Work request: The answer is to be an exact copy of the lines below running from the line with "impl Display for ApiError" down to the line with "plain-text error responses.", both ends included, and nothing more.

Records shown:
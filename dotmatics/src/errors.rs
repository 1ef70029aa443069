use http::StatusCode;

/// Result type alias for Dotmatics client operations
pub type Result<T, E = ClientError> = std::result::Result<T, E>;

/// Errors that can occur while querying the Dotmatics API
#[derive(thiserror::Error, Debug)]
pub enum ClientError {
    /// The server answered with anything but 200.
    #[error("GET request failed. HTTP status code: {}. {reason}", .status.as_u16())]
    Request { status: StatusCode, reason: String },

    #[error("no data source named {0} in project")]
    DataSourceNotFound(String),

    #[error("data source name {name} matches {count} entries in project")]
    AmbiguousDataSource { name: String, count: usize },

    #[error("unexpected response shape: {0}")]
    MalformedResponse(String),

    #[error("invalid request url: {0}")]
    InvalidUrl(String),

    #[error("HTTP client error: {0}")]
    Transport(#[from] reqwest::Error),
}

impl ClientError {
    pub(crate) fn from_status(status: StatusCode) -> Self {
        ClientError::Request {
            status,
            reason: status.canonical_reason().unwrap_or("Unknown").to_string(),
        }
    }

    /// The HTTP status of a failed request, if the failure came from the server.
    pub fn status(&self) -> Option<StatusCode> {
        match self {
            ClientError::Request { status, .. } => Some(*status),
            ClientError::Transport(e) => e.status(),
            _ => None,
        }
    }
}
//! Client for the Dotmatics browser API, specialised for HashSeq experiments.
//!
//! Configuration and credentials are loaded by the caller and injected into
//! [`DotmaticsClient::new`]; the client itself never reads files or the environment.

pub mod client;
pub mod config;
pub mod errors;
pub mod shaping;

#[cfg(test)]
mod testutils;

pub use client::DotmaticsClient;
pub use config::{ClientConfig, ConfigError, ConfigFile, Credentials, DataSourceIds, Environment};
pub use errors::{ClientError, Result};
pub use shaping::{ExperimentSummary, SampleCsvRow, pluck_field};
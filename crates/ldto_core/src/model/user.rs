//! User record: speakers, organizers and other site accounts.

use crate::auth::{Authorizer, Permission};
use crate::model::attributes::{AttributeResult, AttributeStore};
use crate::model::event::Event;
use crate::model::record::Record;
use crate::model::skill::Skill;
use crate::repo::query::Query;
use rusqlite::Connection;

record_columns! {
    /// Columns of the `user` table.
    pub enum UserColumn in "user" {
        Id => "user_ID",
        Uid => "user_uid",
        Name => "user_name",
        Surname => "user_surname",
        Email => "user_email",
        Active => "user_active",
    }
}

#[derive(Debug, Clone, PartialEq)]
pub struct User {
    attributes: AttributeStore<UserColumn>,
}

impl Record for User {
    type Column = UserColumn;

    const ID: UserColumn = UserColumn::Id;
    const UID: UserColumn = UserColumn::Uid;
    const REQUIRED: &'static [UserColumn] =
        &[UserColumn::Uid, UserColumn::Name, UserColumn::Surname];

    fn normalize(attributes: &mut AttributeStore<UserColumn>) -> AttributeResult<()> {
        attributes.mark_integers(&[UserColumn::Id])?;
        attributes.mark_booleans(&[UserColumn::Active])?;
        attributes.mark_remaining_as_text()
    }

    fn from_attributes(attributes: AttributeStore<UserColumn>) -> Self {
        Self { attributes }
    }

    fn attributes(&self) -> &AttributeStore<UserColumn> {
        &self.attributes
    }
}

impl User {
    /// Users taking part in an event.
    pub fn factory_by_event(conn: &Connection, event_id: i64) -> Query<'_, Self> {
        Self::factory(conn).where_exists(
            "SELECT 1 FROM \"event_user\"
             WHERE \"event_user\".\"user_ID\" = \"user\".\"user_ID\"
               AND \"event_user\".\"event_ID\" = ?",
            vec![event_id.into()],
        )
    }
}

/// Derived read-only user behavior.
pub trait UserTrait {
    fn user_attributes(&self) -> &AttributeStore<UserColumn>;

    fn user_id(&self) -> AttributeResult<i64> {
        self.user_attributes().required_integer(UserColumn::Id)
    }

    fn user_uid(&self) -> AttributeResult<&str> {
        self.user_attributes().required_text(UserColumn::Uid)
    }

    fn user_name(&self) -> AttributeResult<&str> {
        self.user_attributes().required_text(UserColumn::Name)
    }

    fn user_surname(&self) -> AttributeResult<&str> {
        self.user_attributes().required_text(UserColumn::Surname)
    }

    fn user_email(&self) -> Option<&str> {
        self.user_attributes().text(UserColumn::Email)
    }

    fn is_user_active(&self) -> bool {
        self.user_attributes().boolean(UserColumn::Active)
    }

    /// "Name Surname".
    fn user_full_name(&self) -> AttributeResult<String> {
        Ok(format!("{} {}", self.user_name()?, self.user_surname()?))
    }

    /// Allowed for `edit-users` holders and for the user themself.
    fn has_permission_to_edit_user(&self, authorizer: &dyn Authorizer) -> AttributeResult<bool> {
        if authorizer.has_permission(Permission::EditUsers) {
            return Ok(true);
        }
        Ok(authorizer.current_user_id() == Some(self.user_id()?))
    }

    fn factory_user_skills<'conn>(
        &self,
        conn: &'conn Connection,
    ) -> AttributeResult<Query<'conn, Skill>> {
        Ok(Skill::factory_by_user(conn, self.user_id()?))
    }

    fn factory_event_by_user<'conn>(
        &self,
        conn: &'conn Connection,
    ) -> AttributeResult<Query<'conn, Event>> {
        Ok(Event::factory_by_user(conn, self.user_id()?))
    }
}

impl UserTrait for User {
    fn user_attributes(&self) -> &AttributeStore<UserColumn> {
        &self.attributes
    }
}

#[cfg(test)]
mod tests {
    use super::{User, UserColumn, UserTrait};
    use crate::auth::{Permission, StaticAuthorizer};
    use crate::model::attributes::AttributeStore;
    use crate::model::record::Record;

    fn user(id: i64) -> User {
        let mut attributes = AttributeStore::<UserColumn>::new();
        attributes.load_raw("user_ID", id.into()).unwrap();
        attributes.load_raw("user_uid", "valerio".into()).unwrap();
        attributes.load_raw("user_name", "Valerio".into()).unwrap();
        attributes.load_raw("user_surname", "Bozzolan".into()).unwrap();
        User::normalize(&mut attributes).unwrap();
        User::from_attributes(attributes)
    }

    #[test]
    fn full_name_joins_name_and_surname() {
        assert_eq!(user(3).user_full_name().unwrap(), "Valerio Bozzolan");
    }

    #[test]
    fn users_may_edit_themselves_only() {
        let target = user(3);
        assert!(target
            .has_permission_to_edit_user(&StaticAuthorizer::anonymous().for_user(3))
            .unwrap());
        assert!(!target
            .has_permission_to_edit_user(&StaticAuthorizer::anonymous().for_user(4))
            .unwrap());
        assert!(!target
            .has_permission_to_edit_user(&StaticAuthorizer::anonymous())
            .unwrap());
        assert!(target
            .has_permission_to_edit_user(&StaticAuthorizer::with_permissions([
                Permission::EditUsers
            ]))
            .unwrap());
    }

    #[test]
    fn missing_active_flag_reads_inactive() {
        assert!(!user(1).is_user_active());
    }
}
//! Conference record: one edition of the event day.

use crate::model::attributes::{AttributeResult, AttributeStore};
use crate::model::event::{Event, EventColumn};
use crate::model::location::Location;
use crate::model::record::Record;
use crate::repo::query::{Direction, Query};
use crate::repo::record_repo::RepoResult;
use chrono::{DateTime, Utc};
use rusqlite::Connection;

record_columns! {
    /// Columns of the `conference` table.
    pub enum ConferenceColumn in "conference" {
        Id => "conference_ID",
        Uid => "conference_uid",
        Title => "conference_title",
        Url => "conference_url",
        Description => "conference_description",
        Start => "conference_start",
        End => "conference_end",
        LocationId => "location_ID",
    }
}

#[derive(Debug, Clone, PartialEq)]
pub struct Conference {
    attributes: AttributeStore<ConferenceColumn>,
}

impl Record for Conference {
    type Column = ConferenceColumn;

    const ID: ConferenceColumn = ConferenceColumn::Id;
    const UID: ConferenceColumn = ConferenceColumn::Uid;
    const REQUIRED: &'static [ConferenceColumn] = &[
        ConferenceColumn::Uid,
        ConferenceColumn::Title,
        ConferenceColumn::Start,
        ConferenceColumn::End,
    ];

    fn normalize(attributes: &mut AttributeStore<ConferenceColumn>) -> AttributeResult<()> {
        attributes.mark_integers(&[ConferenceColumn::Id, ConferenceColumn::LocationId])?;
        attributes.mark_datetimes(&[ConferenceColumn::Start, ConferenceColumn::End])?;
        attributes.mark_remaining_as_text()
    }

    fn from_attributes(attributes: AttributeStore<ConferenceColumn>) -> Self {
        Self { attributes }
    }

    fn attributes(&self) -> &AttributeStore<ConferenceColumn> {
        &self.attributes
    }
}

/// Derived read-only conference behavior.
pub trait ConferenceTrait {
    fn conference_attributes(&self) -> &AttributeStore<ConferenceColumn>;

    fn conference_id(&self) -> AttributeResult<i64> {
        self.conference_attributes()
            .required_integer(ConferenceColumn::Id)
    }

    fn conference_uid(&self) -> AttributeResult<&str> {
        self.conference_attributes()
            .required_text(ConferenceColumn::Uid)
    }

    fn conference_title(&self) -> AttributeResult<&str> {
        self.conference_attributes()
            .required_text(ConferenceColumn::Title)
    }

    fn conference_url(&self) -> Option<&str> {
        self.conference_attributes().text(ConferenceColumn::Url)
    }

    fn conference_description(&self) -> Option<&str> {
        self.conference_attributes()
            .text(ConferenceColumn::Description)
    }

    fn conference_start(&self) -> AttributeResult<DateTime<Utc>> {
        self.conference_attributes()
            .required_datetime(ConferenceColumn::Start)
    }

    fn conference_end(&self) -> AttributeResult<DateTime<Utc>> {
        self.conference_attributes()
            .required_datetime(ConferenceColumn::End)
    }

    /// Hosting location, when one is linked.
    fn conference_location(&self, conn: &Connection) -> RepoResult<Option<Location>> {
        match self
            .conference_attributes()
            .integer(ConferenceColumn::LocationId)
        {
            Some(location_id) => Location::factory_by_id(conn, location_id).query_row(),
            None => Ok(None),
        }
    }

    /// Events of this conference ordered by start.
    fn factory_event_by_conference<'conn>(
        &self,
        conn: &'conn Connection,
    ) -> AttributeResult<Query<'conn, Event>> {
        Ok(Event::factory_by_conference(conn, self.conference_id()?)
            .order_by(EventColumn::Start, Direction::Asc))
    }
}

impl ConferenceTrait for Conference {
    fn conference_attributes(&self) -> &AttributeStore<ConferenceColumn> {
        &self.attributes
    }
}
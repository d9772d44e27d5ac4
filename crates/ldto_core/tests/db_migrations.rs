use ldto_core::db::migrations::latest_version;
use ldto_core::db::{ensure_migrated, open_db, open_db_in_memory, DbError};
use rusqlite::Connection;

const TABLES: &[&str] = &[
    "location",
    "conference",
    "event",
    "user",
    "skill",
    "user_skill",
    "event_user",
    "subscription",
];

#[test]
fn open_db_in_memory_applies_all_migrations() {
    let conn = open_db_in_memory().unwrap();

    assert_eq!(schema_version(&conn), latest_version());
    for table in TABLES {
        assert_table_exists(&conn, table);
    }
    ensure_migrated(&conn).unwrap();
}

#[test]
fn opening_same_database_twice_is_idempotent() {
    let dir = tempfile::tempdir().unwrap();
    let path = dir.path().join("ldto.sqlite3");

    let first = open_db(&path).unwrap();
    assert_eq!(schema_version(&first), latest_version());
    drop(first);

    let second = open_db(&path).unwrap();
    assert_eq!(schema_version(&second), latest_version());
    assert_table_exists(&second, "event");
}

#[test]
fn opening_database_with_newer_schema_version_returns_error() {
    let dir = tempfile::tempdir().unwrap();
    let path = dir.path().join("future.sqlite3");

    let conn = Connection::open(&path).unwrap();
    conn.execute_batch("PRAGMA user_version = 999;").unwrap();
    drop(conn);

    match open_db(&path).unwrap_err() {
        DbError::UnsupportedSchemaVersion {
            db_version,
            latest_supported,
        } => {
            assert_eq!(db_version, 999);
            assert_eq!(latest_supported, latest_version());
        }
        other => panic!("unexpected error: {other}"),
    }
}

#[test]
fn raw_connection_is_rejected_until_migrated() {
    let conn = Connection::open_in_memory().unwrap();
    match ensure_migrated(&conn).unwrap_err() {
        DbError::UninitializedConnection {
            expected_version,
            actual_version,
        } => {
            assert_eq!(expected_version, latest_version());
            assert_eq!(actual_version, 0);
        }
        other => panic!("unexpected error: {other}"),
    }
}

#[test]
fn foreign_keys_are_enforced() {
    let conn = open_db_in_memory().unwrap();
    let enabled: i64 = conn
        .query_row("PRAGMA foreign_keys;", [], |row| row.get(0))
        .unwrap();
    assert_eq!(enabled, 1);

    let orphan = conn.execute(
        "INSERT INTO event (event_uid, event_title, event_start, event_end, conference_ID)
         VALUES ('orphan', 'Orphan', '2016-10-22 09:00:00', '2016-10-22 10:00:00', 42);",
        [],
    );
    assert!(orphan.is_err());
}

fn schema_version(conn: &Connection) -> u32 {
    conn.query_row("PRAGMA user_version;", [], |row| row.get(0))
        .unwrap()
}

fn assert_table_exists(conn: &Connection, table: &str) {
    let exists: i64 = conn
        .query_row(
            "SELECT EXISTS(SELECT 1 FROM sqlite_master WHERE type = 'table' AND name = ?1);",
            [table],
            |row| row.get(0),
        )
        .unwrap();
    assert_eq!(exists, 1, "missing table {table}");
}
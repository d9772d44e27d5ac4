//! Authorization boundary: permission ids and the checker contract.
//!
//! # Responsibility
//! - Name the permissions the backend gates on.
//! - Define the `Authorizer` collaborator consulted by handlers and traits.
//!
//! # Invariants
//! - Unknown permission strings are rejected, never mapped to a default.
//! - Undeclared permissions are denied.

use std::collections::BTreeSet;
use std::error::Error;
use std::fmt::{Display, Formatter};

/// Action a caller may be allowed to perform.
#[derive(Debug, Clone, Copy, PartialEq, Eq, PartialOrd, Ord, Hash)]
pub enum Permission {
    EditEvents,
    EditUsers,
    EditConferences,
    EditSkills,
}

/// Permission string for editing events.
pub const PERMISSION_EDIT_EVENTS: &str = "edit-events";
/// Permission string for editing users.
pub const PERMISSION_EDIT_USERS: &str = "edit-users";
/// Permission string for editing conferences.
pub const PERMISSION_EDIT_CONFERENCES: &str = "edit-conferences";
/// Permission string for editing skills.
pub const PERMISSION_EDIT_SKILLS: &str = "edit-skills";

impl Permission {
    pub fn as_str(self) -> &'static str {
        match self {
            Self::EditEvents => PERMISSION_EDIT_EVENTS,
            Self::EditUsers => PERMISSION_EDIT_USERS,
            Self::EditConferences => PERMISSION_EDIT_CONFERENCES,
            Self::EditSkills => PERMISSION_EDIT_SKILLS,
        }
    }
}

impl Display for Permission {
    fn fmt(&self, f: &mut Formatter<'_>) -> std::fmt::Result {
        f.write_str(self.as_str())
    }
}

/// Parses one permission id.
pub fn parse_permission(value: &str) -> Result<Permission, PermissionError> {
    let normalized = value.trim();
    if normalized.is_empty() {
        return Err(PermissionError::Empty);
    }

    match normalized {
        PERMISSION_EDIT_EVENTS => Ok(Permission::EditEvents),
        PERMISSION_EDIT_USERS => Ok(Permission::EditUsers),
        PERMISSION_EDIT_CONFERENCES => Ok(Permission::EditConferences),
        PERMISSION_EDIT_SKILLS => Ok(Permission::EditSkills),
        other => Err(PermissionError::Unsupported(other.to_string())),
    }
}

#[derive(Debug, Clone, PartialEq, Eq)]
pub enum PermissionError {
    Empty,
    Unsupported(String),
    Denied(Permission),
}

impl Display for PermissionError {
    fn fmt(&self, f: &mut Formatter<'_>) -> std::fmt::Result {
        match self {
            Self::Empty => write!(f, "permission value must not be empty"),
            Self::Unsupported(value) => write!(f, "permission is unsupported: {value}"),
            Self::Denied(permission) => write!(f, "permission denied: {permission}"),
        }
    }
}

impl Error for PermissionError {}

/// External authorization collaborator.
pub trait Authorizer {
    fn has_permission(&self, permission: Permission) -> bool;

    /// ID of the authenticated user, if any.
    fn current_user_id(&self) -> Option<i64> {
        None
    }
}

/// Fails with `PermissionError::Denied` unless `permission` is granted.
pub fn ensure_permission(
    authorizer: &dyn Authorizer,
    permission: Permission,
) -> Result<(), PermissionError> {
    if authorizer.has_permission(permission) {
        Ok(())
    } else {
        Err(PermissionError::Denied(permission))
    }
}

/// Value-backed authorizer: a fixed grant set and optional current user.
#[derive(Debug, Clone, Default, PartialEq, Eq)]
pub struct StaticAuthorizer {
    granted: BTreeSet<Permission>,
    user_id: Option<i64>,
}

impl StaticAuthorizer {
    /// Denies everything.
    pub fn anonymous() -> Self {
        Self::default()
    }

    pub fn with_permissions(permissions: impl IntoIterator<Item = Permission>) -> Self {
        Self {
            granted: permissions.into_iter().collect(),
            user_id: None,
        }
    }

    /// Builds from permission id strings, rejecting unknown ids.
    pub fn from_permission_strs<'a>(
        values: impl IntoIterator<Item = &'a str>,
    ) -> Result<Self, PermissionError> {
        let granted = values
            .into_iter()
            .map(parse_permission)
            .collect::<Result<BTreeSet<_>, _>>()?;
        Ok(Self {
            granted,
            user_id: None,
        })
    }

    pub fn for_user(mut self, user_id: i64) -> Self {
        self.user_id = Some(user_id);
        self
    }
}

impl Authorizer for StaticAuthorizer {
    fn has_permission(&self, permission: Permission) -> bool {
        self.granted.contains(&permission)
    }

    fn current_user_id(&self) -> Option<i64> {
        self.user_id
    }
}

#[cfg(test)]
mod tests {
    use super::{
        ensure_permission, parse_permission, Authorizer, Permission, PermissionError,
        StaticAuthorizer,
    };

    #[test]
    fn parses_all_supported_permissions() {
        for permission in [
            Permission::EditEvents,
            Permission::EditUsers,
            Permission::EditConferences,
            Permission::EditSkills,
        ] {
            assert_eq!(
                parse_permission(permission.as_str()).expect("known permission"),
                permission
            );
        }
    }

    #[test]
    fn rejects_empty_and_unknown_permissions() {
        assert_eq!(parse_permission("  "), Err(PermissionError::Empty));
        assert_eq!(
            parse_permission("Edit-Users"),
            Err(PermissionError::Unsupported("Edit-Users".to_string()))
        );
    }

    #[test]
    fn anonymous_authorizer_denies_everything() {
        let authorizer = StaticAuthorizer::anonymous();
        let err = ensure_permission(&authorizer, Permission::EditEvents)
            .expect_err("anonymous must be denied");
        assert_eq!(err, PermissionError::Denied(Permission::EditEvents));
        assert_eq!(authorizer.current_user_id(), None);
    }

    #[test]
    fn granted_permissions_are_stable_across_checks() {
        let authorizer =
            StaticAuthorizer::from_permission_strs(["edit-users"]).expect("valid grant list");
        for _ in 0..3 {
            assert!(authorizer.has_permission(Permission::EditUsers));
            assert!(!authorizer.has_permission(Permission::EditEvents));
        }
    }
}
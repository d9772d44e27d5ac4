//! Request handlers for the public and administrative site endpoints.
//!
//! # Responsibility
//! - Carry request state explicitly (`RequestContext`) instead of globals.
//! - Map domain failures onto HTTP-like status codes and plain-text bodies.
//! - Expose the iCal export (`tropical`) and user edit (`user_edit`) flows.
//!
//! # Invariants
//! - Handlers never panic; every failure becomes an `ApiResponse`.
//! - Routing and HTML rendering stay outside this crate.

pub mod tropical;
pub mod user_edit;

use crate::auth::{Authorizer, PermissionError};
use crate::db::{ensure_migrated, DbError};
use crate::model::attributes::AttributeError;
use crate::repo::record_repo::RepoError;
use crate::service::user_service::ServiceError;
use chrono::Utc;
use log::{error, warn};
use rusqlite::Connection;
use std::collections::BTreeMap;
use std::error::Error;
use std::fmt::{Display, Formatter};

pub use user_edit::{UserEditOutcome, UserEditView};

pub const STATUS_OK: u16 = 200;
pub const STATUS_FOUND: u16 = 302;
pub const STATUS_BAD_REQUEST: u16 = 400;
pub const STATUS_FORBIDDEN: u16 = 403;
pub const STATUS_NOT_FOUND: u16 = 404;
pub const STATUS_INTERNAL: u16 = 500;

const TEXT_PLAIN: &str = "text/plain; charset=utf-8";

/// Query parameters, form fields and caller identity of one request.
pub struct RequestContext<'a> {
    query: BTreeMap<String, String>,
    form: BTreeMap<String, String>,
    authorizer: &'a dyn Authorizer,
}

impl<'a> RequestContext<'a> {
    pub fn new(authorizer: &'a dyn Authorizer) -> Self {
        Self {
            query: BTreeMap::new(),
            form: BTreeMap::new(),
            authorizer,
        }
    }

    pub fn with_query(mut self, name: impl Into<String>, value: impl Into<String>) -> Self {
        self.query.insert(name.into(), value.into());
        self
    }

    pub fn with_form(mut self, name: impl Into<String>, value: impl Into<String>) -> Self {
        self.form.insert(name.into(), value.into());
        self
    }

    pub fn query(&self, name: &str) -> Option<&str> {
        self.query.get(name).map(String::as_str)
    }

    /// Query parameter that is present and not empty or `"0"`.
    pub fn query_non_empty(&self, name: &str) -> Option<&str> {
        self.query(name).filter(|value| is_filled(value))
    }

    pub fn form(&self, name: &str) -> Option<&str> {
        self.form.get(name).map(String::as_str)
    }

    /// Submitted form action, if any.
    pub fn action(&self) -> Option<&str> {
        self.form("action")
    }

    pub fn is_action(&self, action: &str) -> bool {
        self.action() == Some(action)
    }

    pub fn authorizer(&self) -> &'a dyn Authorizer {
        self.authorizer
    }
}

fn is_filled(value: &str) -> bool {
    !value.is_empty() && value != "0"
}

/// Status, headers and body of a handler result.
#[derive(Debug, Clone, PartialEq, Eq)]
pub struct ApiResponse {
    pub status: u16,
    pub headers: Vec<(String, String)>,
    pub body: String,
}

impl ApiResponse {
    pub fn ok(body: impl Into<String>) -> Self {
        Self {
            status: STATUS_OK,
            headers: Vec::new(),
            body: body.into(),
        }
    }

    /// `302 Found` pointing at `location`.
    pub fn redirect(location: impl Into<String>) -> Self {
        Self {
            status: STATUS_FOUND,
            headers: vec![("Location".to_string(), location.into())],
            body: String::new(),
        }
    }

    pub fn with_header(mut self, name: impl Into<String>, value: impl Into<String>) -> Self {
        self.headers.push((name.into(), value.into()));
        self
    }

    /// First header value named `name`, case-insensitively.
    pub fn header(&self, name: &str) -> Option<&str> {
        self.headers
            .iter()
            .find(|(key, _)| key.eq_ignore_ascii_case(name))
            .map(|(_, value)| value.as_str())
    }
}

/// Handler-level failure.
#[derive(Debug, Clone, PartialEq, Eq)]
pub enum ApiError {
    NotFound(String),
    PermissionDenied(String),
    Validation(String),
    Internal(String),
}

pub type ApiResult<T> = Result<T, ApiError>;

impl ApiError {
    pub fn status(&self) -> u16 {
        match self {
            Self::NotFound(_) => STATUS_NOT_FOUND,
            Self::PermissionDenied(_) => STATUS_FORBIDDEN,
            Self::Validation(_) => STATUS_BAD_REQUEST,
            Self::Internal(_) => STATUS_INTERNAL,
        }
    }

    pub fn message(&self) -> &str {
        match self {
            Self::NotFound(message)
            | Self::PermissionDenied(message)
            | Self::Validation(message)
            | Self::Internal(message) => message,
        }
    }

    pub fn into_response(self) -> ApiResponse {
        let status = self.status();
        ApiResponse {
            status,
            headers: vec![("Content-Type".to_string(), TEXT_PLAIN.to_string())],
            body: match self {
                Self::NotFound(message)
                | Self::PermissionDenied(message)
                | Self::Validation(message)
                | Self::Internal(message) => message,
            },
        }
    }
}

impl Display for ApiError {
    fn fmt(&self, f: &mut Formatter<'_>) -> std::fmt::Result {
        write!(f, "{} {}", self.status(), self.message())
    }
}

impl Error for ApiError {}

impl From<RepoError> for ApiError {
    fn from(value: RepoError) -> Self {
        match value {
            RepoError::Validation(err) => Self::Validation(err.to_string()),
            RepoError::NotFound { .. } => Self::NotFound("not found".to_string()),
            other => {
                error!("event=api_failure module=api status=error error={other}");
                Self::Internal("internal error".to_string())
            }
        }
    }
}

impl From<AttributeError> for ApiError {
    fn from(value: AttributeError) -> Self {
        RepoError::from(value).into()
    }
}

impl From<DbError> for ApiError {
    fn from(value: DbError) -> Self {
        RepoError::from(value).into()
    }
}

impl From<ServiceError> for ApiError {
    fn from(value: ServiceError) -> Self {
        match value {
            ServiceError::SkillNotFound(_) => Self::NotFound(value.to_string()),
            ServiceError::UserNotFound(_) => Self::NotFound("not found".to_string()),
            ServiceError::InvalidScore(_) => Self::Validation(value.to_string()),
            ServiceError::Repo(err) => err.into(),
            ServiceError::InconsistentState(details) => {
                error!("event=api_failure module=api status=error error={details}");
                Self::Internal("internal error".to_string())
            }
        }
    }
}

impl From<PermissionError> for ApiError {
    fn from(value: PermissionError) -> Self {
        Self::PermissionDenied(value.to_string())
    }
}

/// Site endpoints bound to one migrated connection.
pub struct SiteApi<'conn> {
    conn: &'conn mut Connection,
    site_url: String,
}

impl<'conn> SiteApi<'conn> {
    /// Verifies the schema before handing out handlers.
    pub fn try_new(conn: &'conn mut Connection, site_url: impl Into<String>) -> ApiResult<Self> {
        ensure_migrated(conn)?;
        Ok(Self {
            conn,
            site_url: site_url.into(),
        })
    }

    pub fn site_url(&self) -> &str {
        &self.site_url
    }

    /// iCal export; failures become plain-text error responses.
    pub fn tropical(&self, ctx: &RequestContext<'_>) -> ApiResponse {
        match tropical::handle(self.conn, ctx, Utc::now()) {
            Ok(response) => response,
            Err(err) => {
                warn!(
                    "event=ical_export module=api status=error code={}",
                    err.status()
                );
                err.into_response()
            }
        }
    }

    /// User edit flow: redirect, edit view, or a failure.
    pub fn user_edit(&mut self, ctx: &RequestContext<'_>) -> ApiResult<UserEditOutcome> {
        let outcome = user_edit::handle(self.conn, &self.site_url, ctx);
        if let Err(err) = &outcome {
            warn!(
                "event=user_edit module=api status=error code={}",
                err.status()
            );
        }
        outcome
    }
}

Finished exercise:
impl Display for ApiError {
    fn fmt(&self, f: &mut Formatter<'_>) -> std::fmt::Result {
        write!(f, "{} {}", self.status(), self.message())
    }
}

impl Error for ApiError {}

impl From<RepoError> for ApiError {
    fn from(value: RepoError) -> Self {
        match value {
            RepoError::Validation(err) => Self::Validation(err.to_string()),
            RepoError::NotFound { .. } => Self::NotFound("not found".to_string()),
            other => {
                error!("event=api_failure module=api status=error error={other}");
                Self::Internal("internal error".to_string())
            }
        }
    }
}

impl From<AttributeError> for ApiError {
    fn from(value: AttributeError) -> Self {
        RepoError::from(value).into()
    }
}

impl From<DbError> for ApiError {
    fn from(value: DbError) -> Self {
        RepoError::from(value).into()
    }
}

impl From<ServiceError> for ApiError {
    fn from(value: ServiceError) -> Self {
        match value {
            ServiceError::SkillNotFound(_) => Self::NotFound(value.to_string()),
            ServiceError::UserNotFound(_) => Self::NotFound("not found".to_string()),
            ServiceError::InvalidScore(_) => Self::Validation(value.to_string()),
            ServiceError::Repo(err) => err.into(),
            ServiceError::InconsistentState(details) => {
                error!("event=api_failure module=api status=error error={details}");
                Self::Internal("internal error".to_string())
            }
        }
    }
}

impl From<PermissionError> for ApiError {
    fn from(value: PermissionError) -> Self {
        Self::PermissionDenied(value.to_string())
    }
}

/// Site endpoints bound to one migrated connection.
pub struct SiteApi<'conn> {
    conn: &'conn mut Connection,
    site_url: String,
}

impl<'conn> SiteApi<'conn> {
    /// Verifies the schema before handing out handlers.
    pub fn try_new(conn: &'conn mut Connection, site_url: impl Into<String>) -> ApiResult<Self> {
        ensure_migrated(conn)?;
        Ok(Self {
            conn,
            site_url: site_url.into(),
        })
    }

    pub fn site_url(&self) -> &str {
        &self.site_url
    }

    /// iCal export; failures become plain-text error responses.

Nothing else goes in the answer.